_EXERCISE DESCRIPTION_
Copy out each line of the data that includes the string "PartialEq".

_MATERIAL PROVIDED_
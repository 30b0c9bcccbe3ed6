use chrono::{DateTime, Duration, FixedOffset, NaiveDateTime, Utc};
use serde::{Deserialize, Serialize};
use utoipa::ToSchema;

use crate::error::EligibilityError;
use crate::models::TeamRegistration;

/// Time after the window end during which results are still accepted.
pub const GRACE_PERIOD_HOURS: i64 = 24;

const DISPLAY_FORMAT: &str = "%Y-%m-%d %H:%M";

#[derive(Debug, Clone, Copy, PartialEq, Eq, Serialize, Deserialize, ToSchema)]
#[serde(rename_all = "snake_case")]
pub enum WindowState {
    NotStarted,
    Active,
    GracePeriod,
    Expired,
}

impl WindowState {
    pub fn accepts_submissions(self) -> bool {
        matches!(self, Self::Active | Self::GracePeriod)
    }
}

#[derive(Debug, Clone, PartialEq, Eq, Serialize, Deserialize, ToSchema)]
pub struct Eligibility {
    pub state: WindowState,
    pub message: String,
    /// Last instant (host timezone) a result can be submitted.
    pub deadline: Option<NaiveDateTime>,
    /// Seconds left before `deadline`, reported during the grace period.
    pub remaining_seconds: Option<i64>,
}

/// Converts the caller's clock into the tournament host timezone.
pub fn to_host_time(now: DateTime<Utc>, host_tz: &FixedOffset) -> NaiveDateTime {
    now.with_timezone(host_tz).naive_local()
}

pub fn grace_deadline(end: NaiveDateTime) -> NaiveDateTime {
    end + Duration::hours(GRACE_PERIOD_HOURS)
}

/// Window state for a team whose window runs from `start` to `end`, both host-local.
pub fn window_state(start: NaiveDateTime, end: Option<NaiveDateTime>, now: NaiveDateTime) -> WindowState {
    let Some(end) = end else {
        return WindowState::Active;
    };

    if now < start {
        WindowState::NotStarted
    } else if now <= end {
        WindowState::Active
    } else if now <= grace_deadline(end) {
        WindowState::GracePeriod
    } else {
        WindowState::Expired
    }
}

/// Recomputes eligibility from scratch; nothing is cached between calls.
pub fn check_eligibility(
    registration: &TeamRegistration,
    now: DateTime<Utc>,
    host_tz: &FixedOffset,
) -> Eligibility {
    let now = to_host_time(now, host_tz);
    let start = registration.start_time;
    let state = window_state(start, registration.end_time, now);
    let deadline = registration.end_time.map(grace_deadline);

    match (state, registration.end_time, deadline) {
        (WindowState::NotStarted, _, _) => Eligibility {
            state,
            message: format!("Submissions open at {}", start.format(DISPLAY_FORMAT)),
            deadline: None,
            remaining_seconds: None,
        },
        (WindowState::Active, Some(end), deadline) => Eligibility {
            state,
            message: format!(
                "Competition window open until {}",
                end.format(DISPLAY_FORMAT)
            ),
            deadline,
            remaining_seconds: None,
        },
        (WindowState::GracePeriod, _, Some(deadline)) => {
            let remaining = deadline - now;
            Eligibility {
                state,
                message: format!(
                    "Grace period: {}h {}m remaining to submit",
                    remaining.num_hours(),
                    remaining.num_minutes() % 60
                ),
                deadline: Some(deadline),
                remaining_seconds: Some(remaining.num_seconds()),
            }
        }
        (WindowState::Expired, _, deadline) => Eligibility {
            state,
            message: match deadline {
                Some(at) => format!("Submission window closed at {}", at.format(DISPLAY_FORMAT)),
                None => "Submission window closed".to_string(),
            },
            deadline,
            remaining_seconds: None,
        },
        _ => Eligibility {
            state: WindowState::Active,
            message: "Submissions are open".to_string(),
            deadline: None,
            remaining_seconds: None,
        },
    }
}

/// Fails unless the team may submit at `now`.
pub fn ensure_open(
    registration: &TeamRegistration,
    now: DateTime<Utc>,
    host_tz: &FixedOffset,
) -> Result<Eligibility, EligibilityError> {
    let eligibility = check_eligibility(registration, now, host_tz);

    match eligibility.state {
        WindowState::NotStarted => Err(EligibilityError::NotYetOpen {
            opens_at: registration.start_time,
        }),
        WindowState::Expired => Err(EligibilityError::Expired {
            closed_at: eligibility.deadline.unwrap_or(registration.start_time),
        }),
        WindowState::Active | WindowState::GracePeriod => Ok(eligibility),
    }
}

#[cfg(test)]
pub(crate) mod tests {
    use super::*;
    use crate::models::{FeeBreakdown, PaymentStatus};
    use chrono::{NaiveDate, TimeZone};
    use uuid::Uuid;

    pub(crate) fn registration_with_window(
        start: NaiveDateTime,
        end: Option<NaiveDateTime>,
    ) -> TeamRegistration {
        TeamRegistration {
            registration_id: Uuid::new_v4(),
            tournament_id: Uuid::new_v4(),
            team_name: "Night Owls".to_string(),
            team_rank: 40,
            players: Vec::new(),
            start_time: start,
            end_time: end,
            is_rerunning: false,
            using_free_entry: false,
            free_entry_players: Vec::new(),
            entry_fee: FeeBreakdown::default(),
            payment_status: PaymentStatus::Pending,
            payment_amount: None,
            payment_recipient: None,
            payment_notes: None,
            registered_at: Utc::now(),
        }
    }

    fn t() -> NaiveDateTime {
        NaiveDate::from_ymd_opt(2025, 5, 10)
            .unwrap()
            .and_hms_opt(20, 0, 0)
            .unwrap()
    }

    fn utc() -> FixedOffset {
        FixedOffset::east_opt(0).unwrap()
    }

    fn at(local: NaiveDateTime) -> DateTime<Utc> {
        Utc.from_utc_datetime(&local)
    }

    #[test]
    fn walks_through_every_state() {
        let reg = registration_with_window(t(), Some(t() + Duration::hours(3)));

        let before = check_eligibility(&reg, at(t() - Duration::minutes(1)), &utc());
        assert_eq!(before.state, WindowState::NotStarted);
        assert!(before.message.contains("2025-05-10 20:00"));
        assert!(before.deadline.is_none());

        let during = check_eligibility(&reg, at(t() + Duration::hours(1)), &utc());
        assert_eq!(during.state, WindowState::Active);
        assert_eq!(during.deadline, Some(t() + Duration::hours(27)));

        let grace = check_eligibility(&reg, at(t() + Duration::hours(3) + Duration::minutes(1)), &utc());
        assert_eq!(grace.state, WindowState::GracePeriod);
        assert_eq!(grace.remaining_seconds, Some((23 * 60 + 59) * 60));
        assert_eq!(grace.message, "Grace period: 23h 59m remaining to submit");

        let after = check_eligibility(&reg, at(t() + Duration::hours(27) + Duration::minutes(1)), &utc());
        assert_eq!(after.state, WindowState::Expired);
        assert_eq!(after.deadline, Some(t() + Duration::hours(27)));
    }

    #[test]
    fn boundaries_are_inclusive() {
        let end = t() + Duration::hours(3);
        assert_eq!(window_state(t(), Some(end), t()), WindowState::Active);
        assert_eq!(window_state(t(), Some(end), end), WindowState::Active);
        assert_eq!(
            window_state(t(), Some(end), grace_deadline(end)),
            WindowState::GracePeriod
        );
        assert_eq!(
            window_state(t(), Some(end), grace_deadline(end) + Duration::seconds(1)),
            WindowState::Expired
        );
    }

    #[test]
    fn open_ended_registration_is_always_active() {
        let reg = registration_with_window(t(), None);
        let eligibility = check_eligibility(&reg, at(t() - Duration::days(3)), &utc());
        assert_eq!(eligibility.state, WindowState::Active);
        assert!(eligibility.deadline.is_none());
        assert!(ensure_open(&reg, at(t() + Duration::days(30)), &utc()).is_ok());
    }

    #[test]
    fn compares_in_host_timezone() {
        // Window starts 20:00 in UTC-5, i.e. 01:00 UTC the next day.
        let host = FixedOffset::west_opt(5 * 3600).unwrap();
        let reg = registration_with_window(t(), Some(t() + Duration::hours(3)));

        let utc_now = at(t() + Duration::hours(1));
        assert_eq!(check_eligibility(&reg, utc_now, &host).state, WindowState::NotStarted);

        let utc_now = at(t() + Duration::hours(6));
        assert_eq!(check_eligibility(&reg, utc_now, &host).state, WindowState::Active);
    }

    #[test]
    fn ensure_open_maps_rejections() {
        let end = t() + Duration::hours(3);
        let reg = registration_with_window(t(), Some(end));

        assert_eq!(
            ensure_open(&reg, at(t() - Duration::hours(1)), &utc()),
            Err(EligibilityError::NotYetOpen { opens_at: t() })
        );
        assert_eq!(
            ensure_open(&reg, at(end + Duration::hours(30)), &utc()),
            Err(EligibilityError::Expired {
                closed_at: grace_deadline(end)
            })
        );
        assert!(ensure_open(&reg, at(end + Duration::hours(2)), &utc()).is_ok());
    }
}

_ANSWER AREA_
#[derive(Debug, Clone, Copy, PartialEq, Eq, Serialize, Deserialize, ToSchema)]
#[derive(Debug, Clone, PartialEq, Eq, Serialize, Deserialize, ToSchema)]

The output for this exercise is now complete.